A first-time director for HRDC, Spillane-Hinks knew landing the show at the Ex might prove a bit of a challenge. She admits that if the Ex hadn’t accepted Top Girls, she couldn’t have performed it at another venue due to the considerable resources specific to the stage. However, the process of application, admittance and now direction has been an incredibly “In acting, you work on your technique and your analysis, but the fact is the director has the ultimate say,” she says. “So to have that kind of intellectual agency in the process, as the director, it’s really wonderful.”
Though the show constantly grapples with weighty themes, Spillane-Hinks quells any fears that Top Girls is merely an intellectual discourse rather than character-based theater. She says that during her first reading, she was “struck by the simultaneously huge issues of politics and culture and gender that were going on in the play while at the same time, the basic human relationships were not compromised.”
Co-producer Katherine J. Thompson ’05 also highlights the show’s humor, drawn largely from the anachronistic clash of the characters. “It’s hilarious and at times confusing, but in this great way where it’s a mix of ideas sort of coming at you from all directions,” says Thompson. “It’s also got amazing accents. I would almost see it just for that.”
MAINSTAGE MADNESS
The Mainstage, the Loeb’s other, significantly larger venue will kick off their spring season the week following spring break. In addition to the musical Sunday in the Park with George, which will run from the final week of April until May 8th, the Mainstage will also house a fresh take on Tom Stoppard’s popular play, Rosencrantz and Guildenstern Are Dead for a two-week run from April 9-17.
The Mainstage—arguably the most coveted and most technically challenging theatre space available for undergraduates—has been embraced by director Jeremy W. Blocker ‘04, who brings experience as a producer, two-time Loeb Ex director and former HRDC vice president to the show.
“Experience is key for any director trying to tackle the Mainstage,” Blocker wrote in an e-mail. And to that end, Blocker says he has emphasized preparing and planning productive rehearsals and creating an atmosphere that allows for the creativity of collaborating members to flourish as crucial jobs for a director in any setting.
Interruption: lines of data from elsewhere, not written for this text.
// src/errors.rs

//! Crate-wide error type and result alias.

use std::path::PathBuf;
use std::time::Duration;

use thiserror::Error;

#[derive(Error, Debug)]
pub enum FleetdagError {
    /// Malformed or variant-inconsistent instance record, or a missing
    /// environment input. `scope` names the offending service (or
    /// `environment` / `config`).
    #[error("Configuration error in '{scope}': {message}")]
    Configuration { scope: String, message: String },

    #[error("Fingerprint error for {path:?}: {source}")]
    Fingerprint {
        path: PathBuf,
        #[source]
        source: std::io::Error,
    },

    /// ssh could not reach the host, or lost it mid-command.
    #[error("Connection error: {message}")]
    Connection { message: String, stderr: String },

    #[error("Remote execution of '{task}' failed with exit code {exit_code}: {stderr}")]
    RemoteExecution {
        task: String,
        exit_code: i32,
        stderr: String,
    },

    #[error("Task '{task}' timed out after {after:?}")]
    Timeout { task: String, after: Duration },

    #[error("Template error: {0}")]
    Template(String),

    #[error("Cycle detected in plan: {0}")]
    PlanCycle(String),

    #[error("IO error: {0}")]
    IoError(#[from] std::io::Error),

    #[error("TOML parsing error: {0}")]
    TomlError(#[from] toml::de::Error),

    #[error(transparent)]
    Other(#[from] anyhow::Error),
}

impl FleetdagError {
    pub fn connection(message: impl Into<String>) -> Self {
        FleetdagError::Connection {
            message: message.into(),
            stderr: String::new(),
        }
    }

    pub fn config(scope: impl Into<String>, message: impl Into<String>) -> Self {
        FleetdagError::Configuration {
            scope: scope.into(),
            message: message.into(),
        }
    }
}

pub type Result<T> = std::result::Result<T, FleetdagError>;
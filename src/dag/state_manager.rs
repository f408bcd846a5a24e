// src/dag/state_manager.rs

//! Per-run state transitions for tasks in the scheduler.

use std::collections::HashMap;

use tracing::{debug, info, warn};

use crate::dag::task_info::{TaskInfo, TaskRunState};
use crate::dag::PlanGraph;
use crate::plan::{TaskId, TaskSpec};

/// Manages per-run state transitions for the tasks of one plan.
pub struct StateManager<'a> {
    graph: &'a PlanGraph,
    tasks: &'a mut HashMap<TaskId, TaskInfo>,
    instance: &'a str,
}

impl<'a> StateManager<'a> {
    pub fn new(
        graph: &'a PlanGraph,
        tasks: &'a mut HashMap<TaskId, TaskInfo>,
        instance: &'a str,
    ) -> Self {
        Self {
            graph,
            tasks,
            instance,
        }
    }

    /// Mark every transitive dependent of a failed task that has not been
    /// dispatched as `Blocked`.
    ///
    /// Returns the ids that were newly blocked.
    pub fn block_dependents(&mut self, failed_task: &str) -> Vec<TaskId> {
        let mut stack: Vec<TaskId> = self.graph.dependents_of(failed_task).to_vec();
        let mut newly_blocked = Vec::new();

        while let Some(id) = stack.pop() {
            if let Some(info) = self.tasks.get_mut(&id) {
                match info.state {
                    TaskRunState::Pending => {
                        info.state = TaskRunState::Blocked;
                        debug!(
                            instance = %self.instance,
                            task = %id,
                            upstream = %failed_task,
                            "blocking dependent of failed task"
                        );
                        newly_blocked.push(id.clone());
                        stack.extend(self.graph.dependents_of(&id).iter().cloned());
                    }
                    TaskRunState::Running => {
                        // Cannot happen: a running task had every predecessor satisfied.
                        warn!(instance = %self.instance, task = %id, "dependent already running");
                    }
                    _ => {}
                }
            }
        }

        newly_blocked
    }

    /// Collect `Pending` tasks whose predecessors are satisfied, mark them
    /// `Running`, and return their specs in topological order.
    pub fn collect_new_ready_tasks(&mut self) -> Vec<TaskSpec> {
        let candidates: Vec<TaskId> = self
            .graph
            .tasks()
            .filter(|id| {
                self.tasks.get(*id).is_some_and(|info| {
                    info.state == TaskRunState::Pending && deps_satisfied(self.tasks, info)
                })
            })
            .map(str::to_string)
            .collect();

        let mut ready = Vec::with_capacity(candidates.len());
        for id in candidates {
            if let Some(info) = self.tasks.get_mut(&id) {
                info!(
                    instance = %self.instance,
                    task = %id,
                    action = info.spec.action.kind(),
                    "predecessors resolved; dispatching task"
                );
                info.state = TaskRunState::Running;
                ready.push(info.spec.clone());
            }
        }
        ready
    }

    pub fn all_tasks_terminal(&self) -> bool {
        self.tasks.values().all(|info| info.state.is_terminal())
    }
}

/// Whether every predecessor of `info` has `Succeeded` or been `Skipped`.
pub fn deps_satisfied(tasks: &HashMap<TaskId, TaskInfo>, info: &TaskInfo) -> bool {
    info.spec.after.iter().all(|dep| {
        tasks
            .get(dep)
            .is_some_and(|d| d.state.satisfies_dependents())
    })
}
// src/dag/mod.rs

//! Plan graph and scheduling.
//!
//! - [`graph`] holds the validated dependency graph of one plan.
//! - [`scheduler`] contains the per-run state machine that decides
//!   which tasks are ready to run and which are blocked by a failure.
//! - [`task_info`] provides task metadata and run states.
//! - [`scheduler_step`] defines the result type for scheduler steps.
//! - [`state_manager`] manages per-run state transitions.

pub mod graph;
pub mod scheduler;
pub mod scheduler_step;
pub mod state_manager;
pub mod task_info;

pub use graph::PlanGraph;
pub use scheduler::Scheduler;
pub use scheduler_step::SchedulerStep;
pub use task_info::TaskRunState;
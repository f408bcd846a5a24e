// src/engine/core.rs

//! Pure core runtime state machine.
//!
//! The core consumes [`RuntimeEvent`]s and produces commands describing what
//! the IO shell should do next. It has no channels, no Tokio types and does
//! not perform any IO, so it can be unit tested by hand.

use tracing::{debug, warn};

use crate::dag::{Scheduler, TaskRunState};
use crate::engine::{InstanceReport, InstanceStatus, RuntimeEvent, TaskResult, TaskStatus};
use crate::plan::{Plan, TaskSpec};

/// What the IO shell should do after a core step.
#[derive(Debug, Clone, PartialEq, Eq)]
pub enum CoreCommand {
    DispatchTasks(Vec<TaskSpec>),
}

#[derive(Debug, Clone, Default)]
pub struct CoreStep {
    pub commands: Vec<CoreCommand>,
    /// `false` once every task is terminal.
    pub keep_running: bool,
}

impl CoreStep {
    fn from_dispatch(tasks: Vec<TaskSpec>, keep_running: bool) -> Self {
        let commands = if tasks.is_empty() {
            Vec::new()
        } else {
            vec![CoreCommand::DispatchTasks(tasks)]
        };
        Self {
            commands,
            keep_running,
        }
    }
}

/// Core state for one instance: the scheduler plus collected results.
#[derive(Debug)]
pub struct InstanceCore {
    name: String,
    host: String,
    scheduler: Scheduler,
    results: Vec<TaskResult>,
}

impl InstanceCore {
    pub fn new(plan: &Plan) -> Self {
        Self {
            name: plan.instance.clone(),
            host: plan.host.clone(),
            scheduler: Scheduler::from_plan(plan),
            results: Vec::new(),
        }
    }

    /// Dispatch the plan's roots.
    pub fn start(&mut self) -> CoreStep {
        let step = self.scheduler.start();
        CoreStep::from_dispatch(step.newly_scheduled, !step.finished)
    }

    pub fn step(&mut self, event: RuntimeEvent) -> CoreStep {
        match event {
            RuntimeEvent::TaskCompleted { result } => self.handle_completion(result),
        }
    }

    fn handle_completion(&mut self, result: TaskResult) -> CoreStep {
        if self.scheduler.state_of(&result.id) != Some(TaskRunState::Running) {
            warn!(
                instance = %self.name,
                task = %result.id,
                "completion for task that was not dispatched; ignoring"
            );
            return CoreStep {
                commands: Vec::new(),
                keep_running: !self.scheduler.is_finished(),
            };
        }

        let step = self.scheduler.complete(&result.id, result.status);
        if !step.newly_blocked.is_empty() {
            debug!(instance = %self.name, blocked = ?step.newly_blocked, "dependents blocked");
        }
        self.results.push(result);
        CoreStep::from_dispatch(step.newly_scheduled, !step.finished)
    }

    /// Fold the collected results into the instance's report.
    pub fn into_report(self) -> InstanceReport {
        let status = match self
            .results
            .iter()
            .find(|r| r.status == TaskStatus::Failed)
        {
            Some(failed) => InstanceStatus::Failed {
                task: failed.id.clone(),
                message: failed.message.clone().unwrap_or_default(),
                stderr: failed.stderr.clone(),
            },
            None => InstanceStatus::Succeeded,
        };

        InstanceReport {
            name: self.name,
            host: self.host,
            status,
            blocked: self.scheduler.tasks_in_state(TaskRunState::Blocked),
            dispatch_order: self.scheduler.dispatch_order().to_vec(),
            results: self.results,
        }
    }
}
But Blocker says his experiences in the Harvard theater community have proven especially useful in directing the Mainstage, as it has enabled him to seek out assistance when he needs it, from those with greater familiarity with the space.
“I have experience asking for help and I know who I can turn to in various situations. When it comes down to it, every student director is just that—a student,” he says.Among those Blocker turns to are the professionals at the American Repertory Theatre (ART), who share the space with undergraduates during the regular season and work with students in mounting the Mainstage.
“It’s a difficult space to tackle, and it helps to have a staff that knows the territory and a cast that is prepared to face the challenge,” he says. Blocker’s production team include Mainstage veterans Sarah E. Curtis ’05 and Jess M. Matthews ’05, and Executive Producer Claire A. Pasternack ’05, who is also a Crimson editor.
The cast also includes seasoned Harvard theater community members, including Geordie F. Broadwater ’04, who directed last semester’s Mainstage show, Temptation, and Bobby A. Hodgson ’05, the current president of the HRDC.
Hodgson and Broadwater star as Rosencrantz and Guildenstern, respectively, taking on two of contemporary theater’s most celebrated antiheros. Stoppard’s black comedy and one of his most popular works to date, follows Hamlet’s hapless and disoriented friends who wander through the Danish court, between England and their imminent death—in events that seem always controlled by forces beyond their control.
“It’s a play about feelings of powerlessness and ignorance of the world around you,” Hodgson says. The themes of play will be reflected not only in the interactions between actors, he says, but in the inventive stage set-up that will incorporate trick staircases and M.C. Escher-inspired backdrops.
“[Rosencrantz and Guildenstern Are Dead] is a difficult piece—something that we are rediscovering in rehearsal every day-but it is an accessible one,” Blocker says.
He adds that “the space allows us to fully create this world in which we are setting the play—a world that grows out of confusion and fear in which up is down and down is up and our protagonists have no control.”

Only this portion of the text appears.